Because Africa has received a pitifully small percentage of the global vaccine supply, Agnes says now is a good time to get Africa CDC member states to commit to increasing their health financing.
“How do we ensure they beef up? How do we build back better,” she asks. “How do we develop our infrastructure for the next shock, a global shock? So that we are prepared for the next pandemic? We are not yet there, but it's a process.”
COVID, she says, has taught Africa that they need to focus on doing things for themselves, like manufacturing their own vaccines.
“COVID 19 really had a global impact on all of us. Africans have to say, ‘we are not going to rely on just external funding.’ We also need to find ways of mobilizing resources internally here,” she says. “We need to stretch through the health sector to the private sector to see how the private sector can help stand with the continent.”
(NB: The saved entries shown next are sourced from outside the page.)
pub mod app;
pub mod components;
pub mod connectivity;
pub mod models;
pub mod services;
pub mod state;

use wasm_bindgen::prelude::*;

use app::App;

#[wasm_bindgen(start)]
pub fn run_app() {
    console_error_panic_hook::set_once();
    tracing_wasm::set_as_global_default();
    tracing::info!(version = env!("CARGO_PKG_VERSION"), "starting chat client");
    yew::Renderer::<App>::new().render();
}
#[cfg(test)]
mod tests {
    use super::*;
    use crate::models::{new_id, Role, Theme};

    fn apply(state: Rc<AppState>, action: AppAction) -> Rc<AppState> {
        state.reduce(action)
    }

    fn state_with_conversation() -> (Rc<AppState>, String) {
        let id = new_id();
        let state = apply(
            Rc::new(AppState::default()),
            AppAction::CreateConversation { id: id.clone() },
        );
        (state, id)
    }

    fn send(
        state: Rc<AppState>,
        conversation_id: &str,
        text: &str,
    ) -> (Rc<AppState>, String) {
        let placeholder_id = new_id();
        let next = apply(
            state,
            AppAction::SendMessage {
                conversation_id: conversation_id.to_string(),
                user_message_id: new_id(),
                placeholder_id: placeholder_id.clone(),
                text: text.to_string(),
            },
        );
        (next, placeholder_id)
    }

    #[test]
    fn create_inserts_and_selects_atomically() {
        let (state, id) = state_with_conversation();
        assert_eq!(state.conversations.len(), 1);
        assert_eq!(state.current_conversation_id.as_deref(), Some(id.as_str()));
        let conv = state.current_conversation().unwrap();
        assert_eq!(conv.title, "New Conversation");
        assert!(conv.messages.is_empty());
    }

    #[test]
    fn select_does_not_validate_existence() {
        let (state, _) = state_with_conversation();
        let state = apply(
            state,
            AppAction::SelectConversation { id: "nope".into() },
        );
        assert_eq!(state.current_conversation_id.as_deref(), Some("nope"));
        assert!(state.current_conversation().is_none());
    }

    #[test]
    fn delete_current_clears_selection() {
        let (state, id) = state_with_conversation();
        let state = apply(state, AppAction::DeleteConversation { id });
        assert!(state.conversations.is_empty());
        assert!(state.current_conversation_id.is_none());
    }

    #[test]
    fn delete_other_keeps_selection() {
        let (state, first) = state_with_conversation();
        let second = new_id();
        let state = apply(
            state,
            AppAction::CreateConversation { id: second.clone() },
        );
        let state = apply(state, AppAction::DeleteConversation { id: first });
        assert_eq!(state.current_conversation_id.as_deref(), Some(second.as_str()));
        assert_eq!(state.conversations.len(), 1);
    }

    #[test]
    fn send_appends_user_then_placeholder() {
        let (state, id) = state_with_conversation();
        let (state, placeholder_id) = send(state, &id, "  Hello world  ");
        let conv = state.current_conversation().unwrap();

        assert_eq!(conv.messages.len(), 2);
        assert_eq!(conv.messages[0].role, Role::User);
        assert_eq!(conv.messages[0].content, "Hello world");
        assert!(!conv.messages[0].pending);
        assert_eq!(conv.messages[1].role, Role::Assistant);
        assert_eq!(conv.messages[1].id, placeholder_id);
        assert_eq!(conv.messages[1].content, "");
        assert!(conv.messages[1].pending);
        assert_eq!(conv.title, "Hello world");
    }

    #[test]
    fn send_empty_text_is_a_noop() {
        let (state, id) = state_with_conversation();
        let (next, _) = send(state.clone(), &id, "   \n\t ");
        assert!(Rc::ptr_eq(&state, &next));
    }

    #[test]
    fn send_into_missing_conversation_is_a_noop() {
        let (state, _) = state_with_conversation();
        let (next, _) = send(state.clone(), "missing", "hi");
        assert!(Rc::ptr_eq(&state, &next));
    }

    #[test]
    fn send_while_pending_is_rejected_not_queued() {
        let (state, id) = state_with_conversation();
        let (state, _) = send(state, &id, "first");
        let (next, _) = send(state.clone(), &id, "second");
        assert!(Rc::ptr_eq(&state, &next));
        assert_eq!(next.current_conversation().unwrap().messages.len(), 2);
    }

    #[test]
    fn at_most_one_pending_message_per_conversation() {
        let (state, id) = state_with_conversation();
        let (state, placeholder_id) = send(state, &id, "one");
        let pending = |s: &AppState| {
            s.conversations[&id]
                .messages
                .iter()
                .filter(|m| m.pending)
                .count()
        };
        assert_eq!(pending(&state), 1);

        let state = apply(
            state,
            AppAction::ResolveSend {
                conversation_id: id.clone(),
                placeholder_id,
                content: "done".into(),
                metadata: None,
            },
        );
        assert_eq!(pending(&state), 0);
    }

    #[test]
    fn sends_in_different_conversations_are_independent() {
        let (state, first) = state_with_conversation();
        let second = new_id();
        let state = apply(
            state,
            AppAction::CreateConversation { id: second.clone() },
        );
        let (state, _) = send(state, &first, "to first");
        let (state, _) = send(state, &second, "to second");
        assert!(state.conversations[&first].has_pending());
        assert!(state.conversations[&second].has_pending());
    }

    #[test]
    fn title_derived_only_from_first_message() {
        let (state, id) = state_with_conversation();
        let (state, placeholder_id) = send(state, &id, "first message");
        let state = apply(
            state,
            AppAction::ResolveSend {
                conversation_id: id.clone(),
                placeholder_id,
                content: "reply".into(),
                metadata: None,
            },
        );
        let (state, _) = send(state, &id, "second message");
        assert_eq!(state.conversations[&id].title, "first message");
    }

    #[test]
    fn long_first_message_gets_truncated_title() {
        let (state, id) = state_with_conversation();
        let text = "a".repeat(60);
        let (state, _) = send(state, &id, &text);
        let title = &state.conversations[&id].title;
        assert_eq!(title.chars().count(), 51);
        assert!(title.ends_with('…'));
    }

    #[test]
    fn resolve_fills_placeholder_in_place() {
        let (state, id) = state_with_conversation();
        let (state, placeholder_id) = send(state, &id, "hi");
        let before = state.conversations[&id].updated_at;

        std::thread::sleep(std::time::Duration::from_millis(2));
        let metadata: HashMap<String, Value> =
            [("model".to_string(), Value::from("llama3"))].into();
        let state = apply(
            state,
            AppAction::ResolveSend {
                conversation_id: id.clone(),
                placeholder_id: placeholder_id.clone(),
                content: "Hello!".into(),
                metadata: Some(metadata),
            },
        );

        let conv = &state.conversations[&id];
        assert_eq!(conv.messages.len(), 2);
        let msg = &conv.messages[1];
        assert_eq!(msg.id, placeholder_id);
        assert!(!msg.pending);
        assert_eq!(msg.content, "Hello!");
        assert!(msg.error.is_none());
        assert_eq!(
            msg.metadata.as_ref().unwrap()["model"],
            Value::from("llama3")
        );
        assert!(conv.updated_at > before);
    }

    #[test]
    fn fail_substitutes_fallback_and_keeps_updated_at() {
        let (state, id) = state_with_conversation();
        let (state, placeholder_id) = send(state, &id, "hi");
        let before = state.conversations[&id].updated_at;

        std::thread::sleep(std::time::Duration::from_millis(2));
        let state = apply(
            state,
            AppAction::FailSend {
                conversation_id: id.clone(),
                placeholder_id: placeholder_id.clone(),
                error: "request timed out".into(),
            },
        );

        let conv = &state.conversations[&id];
        let msg = &conv.messages[1];
        assert_eq!(msg.id, placeholder_id);
        assert!(!msg.pending);
        assert_eq!(msg.content, FAILURE_REPLY);
        assert_eq!(msg.error.as_deref(), Some("request timed out"));
        assert_eq!(conv.updated_at, before);
    }

    #[test]
    fn fail_with_empty_description_reads_unknown_error() {
        let (state, id) = state_with_conversation();
        let (state, placeholder_id) = send(state, &id, "hi");
        let state = apply(
            state,
            AppAction::FailSend {
                conversation_id: id.clone(),
                placeholder_id,
                error: String::new(),
            },
        );
        let msg = &state.conversations[&id].messages[1];
        assert_eq!(msg.error.as_deref(), Some(UNKNOWN_ERROR));
    }

    #[test]
    fn resolve_after_delete_is_a_silent_noop() {
        let (state, id) = state_with_conversation();
        let (state, placeholder_id) = send(state, &id, "hi");
        let state = apply(state, AppAction::DeleteConversation { id: id.clone() });
        let next = apply(
            state.clone(),
            AppAction::ResolveSend {
                conversation_id: id.clone(),
                placeholder_id,
                content: "late reply".into(),
                metadata: None,
            },
        );
        // Never recreated, never a panic.
        assert!(Rc::ptr_eq(&state, &next));
        assert!(next.conversations.is_empty());
    }

    #[test]
    fn fail_against_missing_placeholder_is_a_noop() {
        let (state, id) = state_with_conversation();
        let (state, _) = send(state, &id, "hi");
        let next = apply(
            state.clone(),
            AppAction::FailSend {
                conversation_id: id,
                placeholder_id: "not-there".into(),
                error: "boom".into(),
            },
        );
        assert!(Rc::ptr_eq(&state, &next));
    }

    #[test]
    fn update_settings_merges_patch() {
        let state = Rc::new(AppState::default());
        let state = apply(
            state,
            AppAction::UpdateSettings(SettingsPatch {
                theme: Some(Theme::Dark),
                temperature: Some(0.1),
                ..Default::default()
            }),
        );
        assert_eq!(state.settings.theme, Theme::Dark);
        assert_eq!(state.settings.temperature, 0.1);
        assert_eq!(state.settings.max_tokens, 1000);
    }

    #[test]
    fn conversations_sort_by_recency() {
        let (state, first) = state_with_conversation();
        let second = new_id();
        std::thread::sleep(std::time::Duration::from_millis(2));
        let state = apply(
            state,
            AppAction::CreateConversation { id: second.clone() },
        );
        let sorted = state.sorted_conversations();
        assert_eq!(sorted[0].id, second);
        assert_eq!(sorted[1].id, first);

        // Touching the older one moves it back to the front.
        std::thread::sleep(std::time::Duration::from_millis(2));
        let (state, _) = send(state, &first, "bump");
        let sorted = state.sorted_conversations();
        assert_eq!(sorted[0].id, first);
    }
}
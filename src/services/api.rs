use reqwest::{Client, StatusCode};
use thiserror::Error;

use crate::models::{ChatRequest, ChatResponse, HealthResponse};

/// Transport problems and non-success responses stay distinguishable
/// here; both collapse into the same failed-send state upstream.
#[derive(Debug, Error)]
pub enum ApiError {
    #[error("network error: {0}")]
    Network(#[from] reqwest::Error),
    #[error("server responded with {status}")]
    Service { status: StatusCode },
}

#[derive(Clone)]
pub struct ApiClient {
    base_url: String,
    client: Client,
}

impl ApiClient {
    pub fn new(base_url: &str) -> Self {
        Self {
            base_url: clean_base(base_url),
            client: Client::new(),
        }
    }

    /// One chat completion per call. No retry; the caller resolves its
    /// placeholder from whatever comes back.
    pub async fn chat(&self, request: &ChatRequest) -> Result<ChatResponse, ApiError> {
        let url = format!("{}/api/v1/chat", self.base_url);
        let resp = self.client.post(url).json(request).send().await?;
        if !resp.status().is_success() {
            return Err(ApiError::Service {
                status: resp.status(),
            });
        }
        Ok(resp.json::<ChatResponse>().await?)
    }

    /// Health probe. Ok(true) means reachable and answering; the caller
    /// treats everything else as offline.
    pub async fn health(&self) -> Result<bool, ApiError> {
        let url = format!("{}/api/v1/health", self.base_url);
        let resp = self.client.get(url).send().await?;
        if !resp.status().is_success() {
            return Ok(false);
        }
        let health = resp.json::<HealthResponse>().await?;
        tracing::debug!(status = %health.status, ollama = %health.ollama_status, "health probe");
        Ok(true)
    }
}

fn clean_base(base: &str) -> String {
    base.trim_end_matches('/').to_string()
}
// SPDX-License-Identifier: Apache-2.0
// Copyright 2025 Ankit Kumar Pandey

//! Ring geometry and catch-up planning.
//!
//! The ring has no read index of its own: each subscriber keeps a private
//! cursor and plans how much of the window it can still replay.

use crate::types::Sequence;

/// Number of event slots in the shared ring. Must be a power of two.
pub const RING_CAPACITY: u32 = 32;

/// Mask turning a sequence into a slot index.
pub const RING_MASK: u32 = RING_CAPACITY - 1;

const _: () = assert!(RING_CAPACITY.is_power_of_two());

/// What a subscriber has to do to get from its cursor to the writer.
#[derive(Debug, Clone, Copy, PartialEq, Eq)]
pub struct CatchUp {
    /// First sequence to read.
    pub start: Sequence,
    /// Number of events readable from `start`, at most the ring capacity.
    pub count: u32,
    /// Events already overwritten and therefore skipped.
    pub lost: u32,
    /// The cursor was ahead of the writer, which only happens when the
    /// service restarted from zero underneath the subscriber.
    pub rebased: bool,
}

impl CatchUp {
    pub fn is_empty(&self) -> bool {
        self.count == 0
    }

    /// Cursor value once every planned event has been consumed.
    pub fn end(&self) -> Sequence {
        self.start.advance(self.count)
    }
}

/// Plan a catch-up from `cursor` to `write_index`.
///
/// If the subscriber is more than `capacity` events behind, the oldest events
/// are gone; it fast-forwards to `write_index - capacity` and reports the
/// difference as lost:
///
/// ```text
/// capacity = 32, cursor = 0, write_index = 40
/// behind = 40, lost = 8, start = 8, count = 32
/// ```
pub fn plan_catch_up(cursor: Sequence, write_index: Sequence, capacity: u32) -> CatchUp {
    if cursor.is_after(write_index) {
        return CatchUp {
            start: write_index,
            count: 0,
            lost: 0,
            rebased: true,
        };
    }

    let behind = cursor.distance_to(write_index);
    if behind > capacity {
        CatchUp {
            start: write_index.rewind(capacity),
            count: capacity,
            lost: behind - capacity,
            rebased: false,
        }
    } else {
        CatchUp {
            start: cursor,
            count: behind,
            lost: 0,
            rebased: false,
        }
    }
}
// SPDX-License-Identifier: Apache-2.0
// Copyright 2025 Ankit Kumar Pandey

//! Publish to callback latency.
//!
//! Each iteration publishes one event and waits until every subscribed
//! client's callback has run. Covers the datagram fan-out, the listener
//! wake-up and the ring drain.

use criterion::{criterion_group, criterion_main, BenchmarkId, Criterion};
use gpiocast_benchmark::NotifyRig;
use std::time::Duration;

const CLIENT_COUNTS: &[usize] = &[1, 4, 16];

fn bench_publish_to_callback(c: &mut Criterion) {
    let mut group = c.benchmark_group("notify_publish_to_callback");
    group.sample_size(50);
    group.measurement_time(Duration::from_secs(5));

    for &clients in CLIENT_COUNTS {
        group.bench_with_input(
            BenchmarkId::from_parameter(clients),
            &clients,
            |b, &clients| {
                let mut rig = NotifyRig::new(&format!("callback-{}", clients), clients)
                    .expect("Failed to start notify rig");

                b.iter_custom(|iters| {
                    let mut total = Duration::ZERO;
                    for _ in 0..iters {
                        total += rig.publish_and_wait().expect("Callback never ran");
                    }
                    total
                });
            },
        );
    }

    group.finish();
}

criterion_group!(benches, bench_publish_to_callback);
criterion_main!(benches);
With Africa having the largest youth population globally, Agnes says the continent is poised for the future. But she says it’s important to ensure they have the digital and technological skills they need to be enhanced.
“I see it as youth in Africa really have a very big potential, but they need to be empowered, '' she says.
The same goes for empowering women.
“You know the saying, ‘educate the world.’ For me it’s very important that women, the youth do get that opportunity to enhance their skills at whatever cost it's, that is really very important.”
She also says it is important to ensure that gender consciousness must be a factor of all programs.
“Once you say you are implementing a program, and if it's limited to a certain group of people, then it becomes an issue. But having policies and programs that are sensitive to issues of gender bias would be a success in any organization in implementing its activities.”
Even after all she has done, Agnes says her commitment and future lies with Africa CDC.
“We don't know what will come in terms of public health safety on the content. And we have a long way to go in terms of building our own health systems - to strengthen them, to be resilient, to any kind of pandemic that might come in the near future, she said. “I want to believe that it's a continental organ that has very good potential. Africa CDC really has become a very respected organ within the continent.  It's only, it's only five years young, but then it has made a great impact within the continent and will grow.”

The Africa Centre for Disease Control and Prevention is celebrating its fifth anniversary. Africa CDC is a specialized technical institution of the African Union established to support public health initiatives of Member States and strengthen the capacity of their public health institutions to detect, prevent, control and respond quickly and effectively to disease threats.

Elise Labott is a professor at American University School of International Service and the CEO/Founder of Zivvy Media.